Contribution des différentes voies métaboliques
Récemment, l’avancée des progrès technologiques a
permis d’apporter un nouveau regard sur la contribution des différentes voies
métaboliques dans la resynthèse de l’énergie au cours de l’exercice en fonction
du développement de l’enfant (Tonson et coll. 2011). En effet, par une
technique d’investigation strictement non invasive (spectrométrie de résonnance
magnétique nucléaire du phosphore 31), Tonson, Ratel et coll. (2011), ont
montré que le système anaérobie est
mature dès l’enfance
. Comme le montre la Figure 1, aucune différence entre
enfant et adulte n’est observée pour la synthèse d’ATP par la glycolyse
(système anaérobie lactique).

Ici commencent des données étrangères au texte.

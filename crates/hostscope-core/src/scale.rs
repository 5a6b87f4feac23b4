//! Auto-scaling unit selection for wide-range metrics.
//!
//! A [`ScaleLadder`] is an ordered list of `(label, multiplier)` rungs, e.g.
//! Bytes/s → KiB/s → MiB/s → GiB/s. [`ScaleState`] tracks the current rung.
//! Stepping up happens when an incoming scaled value exceeds
//! [`UPPER_THRESHOLD`]; stepping down when the whole window's maximum falls
//! below [`LOWER_THRESHOLD`]. The gap between the two thresholds keeps the
//! unit from flapping on values near a boundary.

use serde::{Deserialize, Serialize};

/// Step up when any incoming scaled value is above this.
pub const UPPER_THRESHOLD: f64 = 1024.0;
/// Step down when the window maximum (scaled) is below this.
pub const LOWER_THRESHOLD: f64 = 1.0;

/// Round axis ceilings, ascending.
pub const CEILINGS: [f64; 9] = [4.0, 8.0, 16.0, 32.0, 64.0, 128.0, 256.0, 512.0, 1024.0];

/// One unit of a ladder.
#[derive(Debug, Clone, PartialEq, Serialize, Deserialize)]
pub struct Rung {
    pub label: String,
    pub multiplier: f64,
}

/// Ordered units, smallest multiplier first.
#[derive(Debug, Clone, PartialEq, Serialize, Deserialize)]
pub struct ScaleLadder {
    rungs: Vec<Rung>,
}

impl ScaleLadder {
    /// Build a ladder; rungs are sorted by multiplier. An empty list yields
    /// a single unit rung so the ladder is never empty.
    pub fn new<S: Into<String>>(rungs: impl IntoIterator<Item = (S, f64)>) -> Self {
        let mut rungs: Vec<Rung> = rungs
            .into_iter()
            .filter(|(_, m)| m.is_finite() && *m > 0.0)
            .map(|(label, multiplier)| Rung {
                label: label.into(),
                multiplier,
            })
            .collect();
        rungs.sort_by(|a, b| a.multiplier.total_cmp(&b.multiplier));
        if rungs.is_empty() {
            rungs.push(Rung {
                label: String::new(),
                multiplier: 1.0,
            });
        }
        Self { rungs }
    }

    /// Bytes/s, KiB/s, MiB/s, GiB/s.
    pub fn bytes_per_second() -> Self {
        Self::new([
            ("Bytes/s", 1.0),
            ("KiB/s", 1024.0),
            ("MiB/s", 1024.0 * 1024.0),
            ("GiB/s", 1024.0 * 1024.0 * 1024.0),
        ])
    }

    pub fn len(&self) -> usize {
        self.rungs.len()
    }

    pub fn is_empty(&self) -> bool {
        self.rungs.is_empty()
    }

    pub fn rung(&self, index: usize) -> &Rung {
        &self.rungs[index.min(self.rungs.len() - 1)]
    }
}

/// Current position on a ladder. Created with a chart, never persisted.
#[derive(Debug, Clone)]
pub struct ScaleState {
    ladder: ScaleLadder,
    index: usize,
}

impl ScaleState {
    pub fn new(ladder: ScaleLadder) -> Self {
        Self { ladder, index: 0 }
    }

    pub fn index(&self) -> usize {
        self.index
    }

    pub fn label(&self) -> &str {
        &self.ladder.rung(self.index).label
    }

    pub fn multiplier(&self) -> f64 {
        self.ladder.rung(self.index).multiplier
    }

    pub fn is_top(&self) -> bool {
        self.index + 1 >= self.ladder.len()
    }

    pub fn is_bottom(&self) -> bool {
        self.index == 0
    }

    /// Raw value expressed in the current unit.
    pub fn scale_value(&self, raw: f64) -> f64 {
        raw / self.multiplier()
    }

    /// Move one rung up. Returns the factor buffered values must be
    /// multiplied by to stay in the current unit, or `None` at the top.
    pub fn step_up(&mut self) -> Option<f64> {
        if self.is_top() {
            return None;
        }
        let old = self.multiplier();
        self.index += 1;
        Some(old / self.multiplier())
    }

    /// Move one rung down. Same contract as [`step_up`](Self::step_up).
    pub fn step_down(&mut self) -> Option<f64> {
        if self.is_bottom() {
            return None;
        }
        let old = self.multiplier();
        self.index -= 1;
        Some(old / self.multiplier())
    }
}

/// Smallest entry of [`CEILINGS`] strictly greater than `max`.
///
/// Values at or beyond the largest entry clamp to it rather than wrapping
/// back to the smallest; the chart then draws clipped lines instead of a
/// misleadingly tiny axis.
pub fn best_fit_ceiling(max: f64) -> f64 {
    CEILINGS
        .iter()
        .copied()
        .find(|&c| max < c)
        .unwrap_or(CEILINGS[CEILINGS.len() - 1])
}

#[cfg(test)]
mod tests {
    use super::*;

    #[test]
    fn ladder_sorts_and_never_empties() {
        let ladder = ScaleLadder::new([("k", 1000.0), ("u", 1.0)]);
        assert_eq!(ladder.rung(0).label, "u");
        assert_eq!(ladder.rung(1).label, "k");

        let empty = ScaleLadder::new(Vec::<(String, f64)>::new());
        assert_eq!(empty.len(), 1);
        assert_eq!(empty.rung(0).multiplier, 1.0);
    }

    #[test]
    fn step_up_and_down_are_bounded() {
        let mut s = ScaleState::new(ScaleLadder::bytes_per_second());
        assert_eq!(s.step_down(), None);
        assert_eq!(s.step_up(), Some(1.0 / 1024.0));
        assert_eq!(s.label(), "KiB/s");
        assert_eq!(s.step_up(), Some(1.0 / 1024.0));
        assert_eq!(s.step_up(), Some(1.0 / 1024.0));
        assert_eq!(s.label(), "GiB/s");
        assert_eq!(s.step_up(), None);
        assert_eq!(s.step_down(), Some(1024.0));
        assert_eq!(s.label(), "MiB/s");
    }

    #[test]
    fn rescale_round_trip_restores_value() {
        let mut s = ScaleState::new(ScaleLadder::bytes_per_second());
        let original = 1234.5678;
        let up = s.step_up().unwrap();
        let down = s.step_down().unwrap();
        assert!((original * up * down - original).abs() < 1e-9);
    }

    #[test]
    fn scale_value_divides_by_multiplier() {
        let mut s = ScaleState::new(ScaleLadder::bytes_per_second());
        s.step_up();
        assert_eq!(s.scale_value(2048.0), 2.0);
    }

    #[test]
    fn best_fit_picks_next_round_number() {
        assert_eq!(best_fit_ceiling(0.5), 4.0);
        assert_eq!(best_fit_ceiling(4.0), 8.0);
        assert_eq!(best_fit_ceiling(100.0), 128.0);
        assert_eq!(best_fit_ceiling(1023.9), 1024.0);
    }

    #[test]
    fn best_fit_clamps_instead_of_wrapping() {
        assert_eq!(best_fit_ceiling(1024.0), 1024.0);
        assert_eq!(best_fit_ceiling(5000.0), 1024.0);
    }
}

En revanche, cette étude montre que les enfants
sollicitent moins la phosphocréatine musculaire et plus le métabolisme aérobie
que les adultes pour répondre à la demande énergétique pour une intensité
d’exercice donnée.
Conclusion
Comme le souligne Ratel et Martin (2012), contrairement aux idées reçues,
il n’est donc pas inutile ni dangereux, sur le plan physiologique, de
solliciter la filière anaérobie lactique chez les enfants et de leurs proposer
des efforts intenses et répétés. «Aucun
argument scientifique ne confirme l’idée bien souvent avancée que l’exercice
anaérobie est dangereux pour la santé des enfants » (Bar-Or 1995). Concrètement, il est possible de proposer des efforts
d’intensité maximale de 10secondes à une minute, avec des temps de récupération
inférieurs à ce que l’on proposerait aux adultes. 
Pour autant, on
n’oubliera pas que la construction d’une carrière sportive doit s’envisager sur
le long terme et que les entraîneurs doivent aussi ménager l’enfant sur le plan
psychologique. La progression est un élément de motivation qui favorise le
maintien de l’engagement des jeunes dans la durée. Une progression rapide et
précoce est certes possible, mais ne risque elle pas d’hypothéquer les
conditions d’une progression régulière sur plusieurs années ?


Références     
·        Bar-Or O. J Sports Sci, 13: S31-S33, 1995
·        Bricout VA. Revue EPS, n° 337, 2009
·        Eriksson et coll. Acta Physiol. Scand. 87, 485-497, 1971
·        Eriksson and Saltin. Acta Paediat Belgica, 28: 257-65,
1974
·        Le Chevallier JM. Revue AEFA, Hors série, 1999
·        Lehmann et coll., Eur. J. Appl. Physiol, 47:301-311,
1981
·        Ratel et al., Int. J. Sports Med., 23: 397-402, 2002
·        Ratel et coll., Eur. J. Appl. Physiol., 92: 204-210,
2004
·        Ratel et coll., Int. J. Sports Med., 27: 1-8, 2006
·        Ratel Se et Martin V, Sci et Sports, 27:195-200, 2012
·        Rowland et coll., Int. J. Sports Med., 17:22-26, 1996
·        Tonson et coll. J. Appl. Physiol, 109:1769-1778, 2010
·        Weineck J. Biologie du Sport, Editions Vigot, p.